Developers proposing solar-energy projects at an Oct. 31 auction will have the cost of borrowing from the government lowered in proportion to the local content that they commit to using, the state-owned BNDES development bank said in an e-mailed statement today. The standard cost of borrowing from the bank’s Finem program is at least 6.9 percent and as low as 2 percent under a special program to help avert climate change.
Brazil, which gets less than 1 percent of its power from solar generation, is seeking to develop a photovoltaic industry to cut dependency on imports and diversify away from costly thermal plants as well as hydro-dams that are subject to droughts. The subsidized loans linked to local content are part of policies drafted by BNDES and the country’s Energy Research Agency, known as EPE.

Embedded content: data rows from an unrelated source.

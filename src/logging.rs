use crate::models::LoggingPreferences;
use anyhow::{Context, Result};
use camino::Utf8PathBuf;
use std::fs;
use tracing_appender::rolling;
use tracing_subscriber::{EnvFilter, layer::SubscriberExt, util::SubscriberInitExt};

/// Setup logging with a daily rotating file appender and optional console
/// output.
///
/// The level is `debug` or `info` depending on `prefs.debug`, unless
/// `RUST_LOG` is set. The file is plain text, or JSON lines when
/// `prefs.json` is set.
///
/// # Returns
/// A guard that must be held for the duration of the program to keep logging active
pub fn setup_logging(
    prefs: &LoggingPreferences,
    log_prefix: &str,
    console_output: bool,
) -> Result<tracing_appender::non_blocking::WorkerGuard> {
    let log_path = Utf8PathBuf::from(&prefs.directory);
    if !log_path.exists() {
        fs::create_dir_all(&log_path)
            .with_context(|| format!("Failed to create log directory: {}", log_path))?;
    }

    let file_appender = rolling::daily(&log_path, log_prefix);
    let (non_blocking, guard) = tracing_appender::non_blocking(file_appender);

    let default_level = if prefs.debug { "debug" } else { "info" };
    let env_filter =
        EnvFilter::try_from_default_env().unwrap_or_else(|_| EnvFilter::new(default_level));

    let text_layer = (!prefs.json).then(|| {
        tracing_subscriber::fmt::layer()
            .with_writer(non_blocking.clone())
            .with_ansi(false) // No ANSI codes in log files
            .with_target(true)
            .with_thread_ids(true)
            .with_file(true)
            .with_line_number(true)
    });
    let json_layer = prefs.json.then(|| {
        tracing_subscriber::fmt::layer()
            .json()
            .with_writer(non_blocking)
            .with_target(true)
            .with_file(true)
            .with_line_number(true)
    });
    let console_layer = console_output.then(|| {
        tracing_subscriber::fmt::layer()
            .with_writer(std::io::stderr)
            .with_ansi(true)
            .with_target(false)
    });

    tracing_subscriber::registry()
        .with(env_filter)
        .with(text_layer)
        .with(json_layer)
        .with(console_layer)
        .try_init()
        .context("Failed to install the tracing subscriber")?;

    tracing::info!(
        "Logging initialized: dir={}, prefix={}, debug={}, json={}, console={}",
        log_path,
        log_prefix,
        prefs.debug,
        prefs.json,
        console_output
    );

    Ok(guard)
}

#[cfg(test)]
mod tests {
    use super::*;
    use tempfile::TempDir;

    #[test]
    fn test_setup_logging_creates_directory() {
        let temp_dir = TempDir::new().unwrap();
        let log_dir = temp_dir.path().join("logs");
        let prefs = LoggingPreferences {
            directory: log_dir.to_str().unwrap().to_string(),
            ..Default::default()
        };

        // A subscriber may already be installed by another test; the
        // directory is created either way.
        let _result = setup_logging(&prefs, "test", false);

        assert!(log_dir.exists());
    }
}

“In Europe and in the U.S. the solar chain is already better developed,” Antonio Carlos Tovar, head of renewable energy development for BNDES, said in an interview in Rio de Janeiro on July 29. “It seems to make sense to start the insertion of solar energy in our mix.”
BNDES Program
Developers will be able to finance as much as 65 percent of their projects with funds from the BNDES’s Finem program and 15 percent with the program to fight climate change, known as Fundo Clima.
Manufacturers will have the “freedom to manage their own strategy” and choose what items to produce locally and which ones to import until 2020, said Tovar.
BNDES will allow solar developers to import photovoltaic cells until 2020 before the use of locally produced ones becomes mandatory, Tovar said in the interview last month.
“For the bank’s cheaper financing, the requirement for local production of cells starts in 2020. Manufacturers have six years to decide to produce cells in Brazil,” Tovar said today by phone. “If companies start producing cells before, BNDES’s percentage of help increases considerably.”
Until 2017, only locally produced frames and some electronic components will be required, and in 2018 more parts will be added to the list.
“It is clearly an industrial policy push for the sector in Brazil,” said Lilian Alves, a Sao Paulo analyst at Bloomberg New Energy Finance. “But the local content requirements are hard, given the current structure of the solar sector, which doesn’t have big logistical issues for importing parts.”